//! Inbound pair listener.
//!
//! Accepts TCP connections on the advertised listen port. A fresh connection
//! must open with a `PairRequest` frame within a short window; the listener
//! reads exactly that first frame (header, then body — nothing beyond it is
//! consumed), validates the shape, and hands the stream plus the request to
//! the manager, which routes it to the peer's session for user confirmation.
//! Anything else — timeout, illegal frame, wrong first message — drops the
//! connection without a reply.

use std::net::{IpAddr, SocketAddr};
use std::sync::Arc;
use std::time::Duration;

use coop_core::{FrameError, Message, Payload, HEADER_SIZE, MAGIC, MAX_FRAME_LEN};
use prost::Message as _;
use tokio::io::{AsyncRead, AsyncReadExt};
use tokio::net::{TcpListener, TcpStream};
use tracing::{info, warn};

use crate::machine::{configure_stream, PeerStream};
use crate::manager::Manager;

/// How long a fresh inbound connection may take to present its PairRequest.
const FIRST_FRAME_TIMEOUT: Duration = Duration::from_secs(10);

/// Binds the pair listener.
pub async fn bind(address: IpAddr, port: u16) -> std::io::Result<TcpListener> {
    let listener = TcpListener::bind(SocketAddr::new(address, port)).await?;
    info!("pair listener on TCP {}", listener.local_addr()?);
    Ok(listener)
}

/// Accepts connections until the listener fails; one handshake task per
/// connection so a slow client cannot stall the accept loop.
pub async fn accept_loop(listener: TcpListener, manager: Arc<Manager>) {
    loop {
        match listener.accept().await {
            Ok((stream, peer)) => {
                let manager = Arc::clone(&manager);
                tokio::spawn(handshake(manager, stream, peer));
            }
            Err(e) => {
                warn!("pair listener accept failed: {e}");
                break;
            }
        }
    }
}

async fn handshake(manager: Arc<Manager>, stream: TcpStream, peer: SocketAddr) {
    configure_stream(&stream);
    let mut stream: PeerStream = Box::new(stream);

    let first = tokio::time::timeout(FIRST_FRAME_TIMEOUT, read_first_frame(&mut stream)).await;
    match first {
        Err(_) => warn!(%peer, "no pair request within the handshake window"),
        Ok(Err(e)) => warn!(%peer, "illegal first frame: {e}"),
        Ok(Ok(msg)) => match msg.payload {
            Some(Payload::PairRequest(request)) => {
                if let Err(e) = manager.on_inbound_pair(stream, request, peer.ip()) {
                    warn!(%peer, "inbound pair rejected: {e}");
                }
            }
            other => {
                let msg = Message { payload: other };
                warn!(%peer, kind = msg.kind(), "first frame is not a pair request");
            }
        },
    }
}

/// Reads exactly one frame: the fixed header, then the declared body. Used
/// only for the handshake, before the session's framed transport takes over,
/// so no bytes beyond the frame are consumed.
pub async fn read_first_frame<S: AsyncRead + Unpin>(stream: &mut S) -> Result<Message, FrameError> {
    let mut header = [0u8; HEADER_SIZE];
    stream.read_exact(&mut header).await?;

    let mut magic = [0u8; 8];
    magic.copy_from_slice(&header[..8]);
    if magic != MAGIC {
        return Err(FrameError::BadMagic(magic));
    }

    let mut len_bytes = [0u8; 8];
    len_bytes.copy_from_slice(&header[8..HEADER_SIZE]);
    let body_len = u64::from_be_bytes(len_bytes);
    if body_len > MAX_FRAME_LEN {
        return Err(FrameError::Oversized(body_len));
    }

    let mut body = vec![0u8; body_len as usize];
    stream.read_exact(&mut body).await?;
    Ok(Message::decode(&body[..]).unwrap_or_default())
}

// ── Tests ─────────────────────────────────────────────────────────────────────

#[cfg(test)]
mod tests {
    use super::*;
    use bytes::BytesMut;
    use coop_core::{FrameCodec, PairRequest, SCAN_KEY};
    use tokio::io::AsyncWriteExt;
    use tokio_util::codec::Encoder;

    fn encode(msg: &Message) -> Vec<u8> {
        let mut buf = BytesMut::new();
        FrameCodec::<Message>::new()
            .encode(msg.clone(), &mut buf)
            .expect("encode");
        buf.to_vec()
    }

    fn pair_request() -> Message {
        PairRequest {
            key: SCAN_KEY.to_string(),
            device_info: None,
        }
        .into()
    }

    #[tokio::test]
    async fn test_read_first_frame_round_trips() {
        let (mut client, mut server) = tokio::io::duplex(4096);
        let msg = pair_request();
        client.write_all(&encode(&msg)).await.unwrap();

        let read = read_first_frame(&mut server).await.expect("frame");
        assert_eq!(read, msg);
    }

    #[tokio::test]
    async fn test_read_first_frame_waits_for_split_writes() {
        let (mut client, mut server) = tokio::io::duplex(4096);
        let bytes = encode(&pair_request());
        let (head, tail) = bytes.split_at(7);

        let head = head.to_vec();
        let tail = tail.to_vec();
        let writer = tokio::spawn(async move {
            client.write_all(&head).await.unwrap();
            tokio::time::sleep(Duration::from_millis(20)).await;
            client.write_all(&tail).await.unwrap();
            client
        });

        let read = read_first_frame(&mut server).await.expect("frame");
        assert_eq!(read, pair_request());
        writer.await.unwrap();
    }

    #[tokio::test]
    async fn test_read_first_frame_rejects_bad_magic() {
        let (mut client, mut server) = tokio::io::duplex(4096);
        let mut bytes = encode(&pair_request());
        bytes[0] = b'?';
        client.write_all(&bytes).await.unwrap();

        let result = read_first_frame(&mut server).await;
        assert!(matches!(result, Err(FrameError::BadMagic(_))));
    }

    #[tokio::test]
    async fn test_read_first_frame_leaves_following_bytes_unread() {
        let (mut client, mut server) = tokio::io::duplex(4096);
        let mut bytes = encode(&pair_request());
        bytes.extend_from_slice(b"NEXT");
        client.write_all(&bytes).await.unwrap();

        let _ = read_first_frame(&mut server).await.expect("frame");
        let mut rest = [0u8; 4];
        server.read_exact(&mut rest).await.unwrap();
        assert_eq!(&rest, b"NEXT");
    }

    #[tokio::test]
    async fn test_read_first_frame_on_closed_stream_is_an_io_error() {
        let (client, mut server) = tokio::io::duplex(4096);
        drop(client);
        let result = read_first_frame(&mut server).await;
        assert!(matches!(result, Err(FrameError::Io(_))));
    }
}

**YOUR TASK**. Copy out the data above, word for word.

**TASK RESULT**.
//! Inbound pair listener.
//!
//! Accepts TCP connections on the advertised listen port. A fresh connection
//! must open with a `PairRequest` frame within a short window; the listener
//! reads exactly that first frame (header, then body — nothing beyond it is
//! consumed), validates the shape, and hands the stream plus the request to
//! the manager, which routes it to the peer's session for user confirmation.
//! Anything else — timeout, illegal frame, wrong first message — drops the
//! connection without a reply.

use std::net::{IpAddr, SocketAddr};
use std::sync::Arc;
use std::time::Duration;

use coop_core::{FrameError, Message, Payload, HEADER_SIZE, MAGIC, MAX_FRAME_LEN};
use prost::Message as _;
use tokio::io::{AsyncRead, AsyncReadExt};
use tokio::net::{TcpListener, TcpStream};
use tracing::{info, warn};

use crate::machine::{configure_stream, PeerStream};
use crate::manager::Manager;

/// How long a fresh inbound connection may take to present its PairRequest.
const FIRST_FRAME_TIMEOUT: Duration = Duration::from_secs(10);

/// Binds the pair listener.
pub async fn bind(address: IpAddr, port: u16) -> std::io::Result<TcpListener> {
    let listener = TcpListener::bind(SocketAddr::new(address, port)).await?;
    info!("pair listener on TCP {}", listener.local_addr()?);
    Ok(listener)
}

/// Accepts connections until the listener fails; one handshake task per
/// connection so a slow client cannot stall the accept loop.
pub async fn accept_loop(listener: TcpListener, manager: Arc<Manager>) {
    loop {
        match listener.accept().await {
            Ok((stream, peer)) => {
                let manager = Arc::clone(&manager);
                tokio::spawn(handshake(manager, stream, peer));
            }
            Err(e) => {
                warn!("pair listener accept failed: {e}");
                break;
            }
        }
    }
}

async fn handshake(manager: Arc<Manager>, stream: TcpStream, peer: SocketAddr) {
    configure_stream(&stream);
    let mut stream: PeerStream = Box::new(stream);

    let first = tokio::time::timeout(FIRST_FRAME_TIMEOUT, read_first_frame(&mut stream)).await;
    match first {
        Err(_) => warn!(%peer, "no pair request within the handshake window"),
        Ok(Err(e)) => warn!(%peer, "illegal first frame: {e}"),
        Ok(Ok(msg)) => match msg.payload {
            Some(Payload::PairRequest(request)) => {
                if let Err(e) = manager.on_inbound_pair(stream, request, peer.ip()) {
                    warn!(%peer, "inbound pair rejected: {e}");
                }
            }
            other => {
                let msg = Message { payload: other };
                warn!(%peer, kind = msg.kind(), "first frame is not a pair request");
            }
        },
    }
}

/// Reads exactly one frame: the fixed header, then the declared body. Used
/// only for the handshake, before the session's framed transport takes over,
/// so no bytes beyond the frame are consumed.
pub async fn read_first_frame<S: AsyncRead + Unpin>(stream: &mut S) -> Result<Message, FrameError> {
    let mut header = [0u8; HEADER_SIZE];
    stream.read_exact(&mut header).await?;

    let mut magic = [0u8; 8];
    magic.copy_from_slice(&header[..8]);
    if magic != MAGIC {
        return Err(FrameError::BadMagic(magic));
    }

    let mut len_bytes = [0u8; 8];
    len_bytes.copy_from_slice(&header[8..HEADER_SIZE]);
    let body_len = u64::from_be_bytes(len_bytes);
    if body_len > MAX_FRAME_LEN {
        return Err(FrameError::Oversized(body_len));
    }

    let mut body = vec![0u8; body_len as usize];
    stream.read_exact(&mut body).await?;
    Ok(Message::decode(&body[..]).unwrap_or_default())
}

// ── Tests ─────────────────────────────────────────────────────────────────────

#[cfg(test)]
mod tests {
    use super::*;
    use bytes::BytesMut;
    use coop_core::{FrameCodec, PairRequest, SCAN_KEY};
    use tokio::io::AsyncWriteExt;
    use tokio_util::codec::Encoder;

    fn encode(msg: &Message) -> Vec<u8> {
        let mut buf = BytesMut::new();
        FrameCodec::<Message>::new()
            .encode(msg.clone(), &mut buf)
            .expect("encode");
        buf.to_vec()
    }

    fn pair_request() -> Message {
        PairRequest {
            key: SCAN_KEY.to_string(),
            device_info: None,
        }
        .into()
    }

    #[tokio::test]
    async fn test_read_first_frame_round_trips() {
        let (mut client, mut server) = tokio::io::duplex(4096);
        let msg = pair_request();
        client.write_all(&encode(&msg)).await.unwrap();

        let read = read_first_frame(&mut server).await.expect("frame");
        assert_eq!(read, msg);
    }

    #[tokio::test]
    async fn test_read_first_frame_waits_for_split_writes() {
        let (mut client, mut server) = tokio::io::duplex(4096);
        let bytes = encode(&pair_request());
        let (head, tail) = bytes.split_at(7);

        let head = head.to_vec();
        let tail = tail.to_vec();
        let writer = tokio::spawn(async move {
            client.write_all(&head).await.unwrap();
            tokio::time::sleep(Duration::from_millis(20)).await;
            client.write_all(&tail).await.unwrap();
            client
        });

        let read = read_first_frame(&mut server).await.expect("frame");
        assert_eq!(read, pair_request());
        writer.await.unwrap();
    }

    #[tokio::test]
    async fn test_read_first_frame_rejects_bad_magic() {
        let (mut client, mut server) = tokio::io::duplex(4096);
        let mut bytes = encode(&pair_request());
        bytes[0] = b'?';
        client.write_all(&bytes).await.unwrap();

        let result = read_first_frame(&mut server).await;
        assert!(matches!(result, Err(FrameError::BadMagic(_))));
    }

    #[tokio::test]
    async fn test_read_first_frame_leaves_following_bytes_unread() {
        let (mut client, mut server) = tokio::io::duplex(4096);
        let mut bytes = encode(&pair_request());
        bytes.extend_from_slice(b"NEXT");
        client.write_all(&bytes).await.unwrap();

        let _ = read_first_frame(&mut server).await.expect("frame");
        let mut rest = [0u8; 4];
        server.read_exact(&mut rest).await.unwrap();
        assert_eq!(&rest, b"NEXT");
    }

    #[tokio::test]
    async fn test_read_first_frame_on_closed_stream_is_an_io_error() {
        let (client, mut server) = tokio::io::duplex(4096);
        drop(client);
        let result = read_first_frame(&mut server).await;
        assert!(matches!(result, Err(FrameError::Io(_))));
    }
}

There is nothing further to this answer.